Ponerse en manos de Samadi en el Monte Sinaí cuesta unos 40.000 dólares. En Estados Unidos, las empresas incluyen el seguro médico a sus empleados para sufragar los gastos médicos. Unos 45 millones de americanos carecen de seguro, y el presidente Obama quiere extender el sistema sanitario a toda la población. "La idea de que cualquier americano esté asegurado y tenga acceso a un sistema de salud es hermosa", dice Samadi. "Lo único que me preocupa es cómo lo consigamos. Si se estructura bien, será fantástico.

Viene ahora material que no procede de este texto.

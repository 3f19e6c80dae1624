// msb-rs: MSBuild Orchestration Driver
//
// SPDX-FileCopyrightText: 2026 Romeo Ahmed
// SPDX-License-Identifier: GPL-3.0-or-later

//! External toolchain wrappers.
//!
//! ```text
//! BuildDriver
//!   ├── dyn Fetcher         NugetTool     <nuget> restore <solution>
//!   └── dyn ProjectBuilder  MsBuildTool   <msbuild> <project> /target:Build /property:..
//!                                 └── ToolContext: cancel token, dry-run, span, timeout
//! ```
//!
//! All tools support graceful cancellation via `CancellationToken` and
//! respect dry-run by logging the command instead of spawning it.

use std::path::Path;

use futures_util::future::BoxFuture;

use super::ToolContext;
use crate::config::types::ProjectSpec;
use crate::error::Result;

pub mod msbuild;
pub mod nuget;

/// Restores the dependencies of a solution.
pub trait Fetcher: Send + Sync {
    /// Returns the name of this tool (e.g. "nuget").
    fn name(&self) -> &str;

    /// Restores dependencies for `solution`.
    ///
    /// Returns `Ok(())` when nothing needs restoring.
    fn fetch<'a>(&'a self, ctx: &'a ToolContext, solution: &'a Path) -> BoxFuture<'a, Result<()>>;
}

/// Compiles one project.
pub trait ProjectBuilder: Send + Sync {
    /// Returns the name of this tool (e.g. "msbuild").
    fn name(&self) -> &str;

    /// Builds `project`, stamping its version first when configured.
    fn build_project<'a>(
        &'a self,
        ctx: &'a ToolContext,
        project: &'a ProjectSpec,
    ) -> BoxFuture<'a, Result<()>>;
}

#[cfg(test)]
pub(crate) mod test_utils;
#[cfg(test)]
mod tests;
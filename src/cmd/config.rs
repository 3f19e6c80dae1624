// msb-rs: MSBuild Orchestration Driver
//
// SPDX-FileCopyrightText: 2026 Romeo Ahmed
// SPDX-License-Identifier: GPL-3.0-or-later

//! Config-related commands for msb-rs.

use crate::cli::build::BuildArgs;
use crate::cli::global::GlobalOptions;
use crate::config::types::LoggingConfig;
use crate::config::{Config, ConfigLoader, DEFAULT_CONFIG_FILE, ENV_PREFIX};
use crate::error::Result;
use crate::logging::{LogConfig, LogLevel};

/// Assembles the configuration sources for one invocation.
///
/// # Errors
///
/// Returns a `ConfigError::InvalidValue` for a malformed `--set` option.
pub fn build_config_loader(
    global: &GlobalOptions,
    build: Option<&BuildArgs>,
) -> Result<ConfigLoader> {
    let mut loader = ConfigLoader::new();
    if !global.no_default_config {
        loader = loader.add_file_optional(DEFAULT_CONFIG_FILE);
    }
    for path in &global.configs {
        loader = loader.add_file(path);
    }
    loader = loader.with_env_prefix(ENV_PREFIX);

    let mut overrides = global.to_config_overrides()?;
    if let Some(build) = build {
        overrides.extend(build.to_config_overrides());
    }
    for (key, value) in overrides {
        loader = loader.set(&key, value)?;
    }
    Ok(loader)
}

/// Derives the logging setup from the `logging` section.
///
/// The file level falls back to the console level.
#[must_use]
pub fn log_config(logging: &LoggingConfig) -> LogConfig {
    let console_level = logging.level.unwrap_or(LogLevel::INFO);
    let file_level = logging.file_level.unwrap_or(console_level);

    LogConfig::builder()
        .with_console_level(console_level)
        .with_file_level(file_level)
        .maybe_with_log_file(logging.log_file.as_ref().map(|p| p.display().to_string()))
        .build()
}

/// Display current configuration options.
pub fn run_options_command(config: &Config) {
    for line in config.format_options() {
        println!("{line}");
    }
}

/// Display loaded configuration files.
pub fn run_configs_command(config_files: &[String]) {
    if config_files.is_empty() {
        println!("No configuration files loaded");
    } else {
        for line in config_files {
            println!("{line}");
        }
    }
}
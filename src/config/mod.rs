// msb-rs: MSBuild Orchestration Driver
//
// SPDX-FileCopyrightText: 2026 Romeo Ahmed
// SPDX-License-Identifier: GPL-3.0-or-later

//! Configuration management for msb-rs.
//!
//! # Configuration Hierarchy
//!
//! ```text
//! Priority (low → high)
//! 1. defaults
//! 2. build.config.json (cwd, optional)
//! 3. --config FILE (repeatable, .json or .toml)
//! 4. MSB__* env vars
//! 5. --set KEY=VALUE overrides
//! ```
//!
//! # Environment Variable Mapping
//!
//! ```text
//! MSB__SOLUTION__PATH=C:/src/App.sln   → solution.path
//! MSB__PROCESS__TIMEOUT_SECS=600       → process.timeout_secs
//! MSB__LOGGING__LEVEL=debug            → logging.level
//! ```
//!
//! The configuration is immutable once loaded; the driver shares it through
//! an `Arc`.

pub mod loader;
pub mod types;

#[cfg(test)]
mod tests;

use serde::{Deserialize, Serialize};
use std::collections::BTreeMap;
use std::path::{Path, PathBuf};

use crate::error::{ConfigError, Result};

pub use loader::ConfigLoader;
use types::{
    BuildToolsConfig, HooksConfig, LoggingConfig, ProcessConfig, SolutionConfig, ToolConfig,
    UserDefinedConfig,
};

/// Default configuration file, looked up in the working directory.
pub const DEFAULT_CONFIG_FILE: &str = "build.config.json";

/// Prefix for environment variable overrides.
pub const ENV_PREFIX: &str = "MSB";

/// Complete build configuration.
#[derive(Debug, Clone, Default, Serialize, Deserialize)]
#[serde(default, deny_unknown_fields)]
pub struct Config {
    /// Solution and projects.
    pub solution: SolutionConfig,
    /// External tool search roots.
    pub build_tools: BuildToolsConfig,
    /// Opaque mapping handed to hooks.
    pub user_defined_config: UserDefinedConfig,
    /// Hook command lines.
    pub hooks: HooksConfig,
    /// Logging levels and file.
    pub logging: LoggingConfig,
    /// External process settings.
    pub process: ProcessConfig,
}

impl Config {
    /// Create a new configuration builder.
    ///
    /// # Example
    ///
    /// ```no_run
    /// use msb_rs::config::Config;
    ///
    /// let config = Config::builder()
    ///     .add_file_optional("build.config.json")
    ///     .with_env_prefix("MSB")
    ///     .build()?;
    /// # Ok::<(), anyhow::Error>(())
    /// ```
    #[must_use]
    pub fn builder() -> ConfigLoader {
        ConfigLoader::new()
    }

    /// Load configuration from a single file (simple API).
    ///
    /// # Errors
    ///
    /// Returns an error if the file cannot be read or parsed, or does not
    /// match the `Config` structure.
    pub fn from_file<P: AsRef<Path>>(path: P) -> Result<Self> {
        Self::builder().add_file(path).build()
    }

    /// Load configuration from a JSON string.
    ///
    /// # Errors
    ///
    /// Returns an error if the content is not valid JSON or does not match the
    /// `Config` structure.
    pub fn parse(content: &str) -> Result<Self> {
        Self::builder()
            .add_str(content, config::FileFormat::Json)
            .build()
    }

    /// Load configuration from a TOML string.
    ///
    /// # Errors
    ///
    /// Returns an error if the content is not valid TOML or does not match the
    /// `Config` structure.
    pub fn parse_toml(content: &str) -> Result<Self> {
        Self::builder()
            .add_str(content, config::FileFormat::Toml)
            .build()
    }

    /// Returns the solution path.
    ///
    /// # Errors
    ///
    /// Returns `ConfigError::MissingKey` if `solution.path` is unset.
    pub fn solution_path(&self) -> std::result::Result<&Path, ConfigError> {
        self.solution
            .path
            .as_deref()
            .filter(|path| !path.as_os_str().is_empty())
            .ok_or_else(|| ConfigError::MissingKey {
                section: "solution".to_string(),
                key: "path".to_string(),
            })
    }

    /// Checks what a build needs before anything runs.
    ///
    /// # Errors
    ///
    /// - `ConfigError::MissingKey` if `solution.path` is unset.
    /// - `ConfigError::InvalidValue` if a project has an empty name or path.
    pub fn validate(&self) -> std::result::Result<(), ConfigError> {
        self.solution_path()?;
        for (index, project) in self.solution.projects.iter().enumerate() {
            if project.name.trim().is_empty() {
                return Err(ConfigError::InvalidValue {
                    section: "solution".to_string(),
                    key: format!("projects[{index}].name"),
                    message: "project name must not be empty".to_string(),
                });
            }
            if project.path.as_os_str().is_empty() {
                return Err(ConfigError::InvalidValue {
                    section: "solution".to_string(),
                    key: format!("projects[{index}].path"),
                    message: format!("project '{}' has no path", project.name),
                });
            }
        }
        Ok(())
    }

    /// Format configuration options for display.
    ///
    /// Returns one aligned `key = value` line per option, ordered by key.
    #[must_use]
    pub fn format_options(&self) -> Vec<String> {
        let mut options = BTreeMap::new();
        self.format_solution_options(&mut options);
        Self::format_tool_options(&mut options, "msbuild", &self.build_tools.msbuild);
        Self::format_tool_options(&mut options, "nuget", &self.build_tools.nuget);
        self.format_misc_options(&mut options);

        let max_key_len = options.keys().map(String::len).max().unwrap_or(0);

        options
            .into_iter()
            .map(|(key, value)| format!("{key:<max_key_len$} = {value}"))
            .collect()
    }

    fn format_solution_options(&self, options: &mut BTreeMap<String, String>) {
        let fmt = |p: &Option<PathBuf>| {
            p.as_ref()
                .map_or_else(String::new, |p| p.display().to_string())
        };

        options.insert("solution.path".into(), fmt(&self.solution.path));
        for (index, project) in self.solution.projects.iter().enumerate() {
            let prefix = format!("solution.projects[{index}]");
            options.insert(format!("{prefix}.name"), project.name.clone());
            options.insert(format!("{prefix}.path"), project.path.display().to_string());
            let properties = project
                .build_properties
                .iter()
                .map(|(key, value)| format!("{key}={value}"))
                .collect::<Vec<_>>()
                .join(";");
            options.insert(format!("{prefix}.build_properties"), properties);
            options.insert(
                format!("{prefix}.versioning"),
                project
                    .versioning
                    .as_ref()
                    .map_or_else(String::new, ToString::to_string),
            );
        }
    }

    fn format_tool_options(options: &mut BTreeMap<String, String>, name: &str, tool: &ToolConfig) {
        options.insert(
            format!("build_tools.{name}.paths"),
            format!("[{}]", tool.paths.join(", ")),
        );
        if let Some(executable) = &tool.executable {
            options.insert(format!("build_tools.{name}.executable"), executable.clone());
        }
    }

    fn format_misc_options(&self, options: &mut BTreeMap<String, String>) {
        options.insert(
            "user_defined_config".into(),
            self.user_defined_config.to_json_string(),
        );
        options.insert(
            "hooks.prebuild".into(),
            self.hooks.prebuild.clone().unwrap_or_default(),
        );
        options.insert(
            "hooks.postbuild".into(),
            self.hooks.postbuild.clone().unwrap_or_default(),
        );
        options.insert(
            "logging.level".into(),
            self.logging
                .level
                .map_or_else(String::new, |level| level.to_string()),
        );
        options.insert(
            "logging.file_level".into(),
            self.logging
                .file_level
                .map_or_else(String::new, |level| level.to_string()),
        );
        options.insert(
            "logging.log_file".into(),
            self.logging
                .log_file
                .as_ref()
                .map_or_else(String::new, |p| p.display().to_string()),
        );
        options.insert(
            "process.timeout_secs".into(),
            self.process
                .timeout_secs
                .map_or_else(String::new, |secs| secs.to_string()),
        );
    }
}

Lo que me preocupa es de dónde saldrá el dinero extra y cómo afectará al sistema actual. América es líder en medicina y tecnología, y muchos investigadores están en la frontera de sus especialidades médicas. No quiero que eso pare, o que por culpa del coste un paciente tenga que esperar más en una lista de espera para ser operado. Si logramos otros 40.000 millones de dólares para mejorar la calidad del sistema, será fantástico. Pero si se sacrifica la calidad por la cantidad, no será una buena idea". El dinero abre el acceso a los buenos médicos, desde luego, pero para Samadi es falsa la idea preconcebida de que no se atiende a los pobres (en Nueva York hay clínicas que atienden gratuitamente a las personas que carecen de seguro médico, entre ellas un centro del Monte Sinaí que ofrece cuidados sanitarios a adolescentes). Samadi señala los programas gubernamentales como Medicare o Medicaid que cubren a colectivos con bajos ingresos.
Cuando le hablo del sistema de salud español, que atiende a todos, responde. "Es muy similar aquí, lo que ocurre es que no es oficial. Nadie se muere en las calles de EE UU porque no tengan cuidados médicos. Acaban en las salas de urgencias y se les trata. He trabajado en esas salas en el pasado, y no se echaba a patadas a la gente si no estaban asegurados". Samadi ha llegado a realizar operaciones gratuitas, e insiste en que lo que hace no tiene precio. "Curar a la gente de cáncer no es algo mecánico. No vas a ganar esa batalla simplemente quitando la próstata y enviándolos a casa. El 90% reside en la mente, pensar que vas a ganar, que hay vida después de un cáncer de próstata. Estoy aquí para ayudarles a saltar esa brecha y llevarlos al otro lado, para que disfruten de la vida con su mujer. Hoy es la cirugía robótica, en el pasado fue la laparoscopia, la modalidad cambia. Es el trato al paciente, no infundir falsas esperanzas. Tienen que saber que no están solos".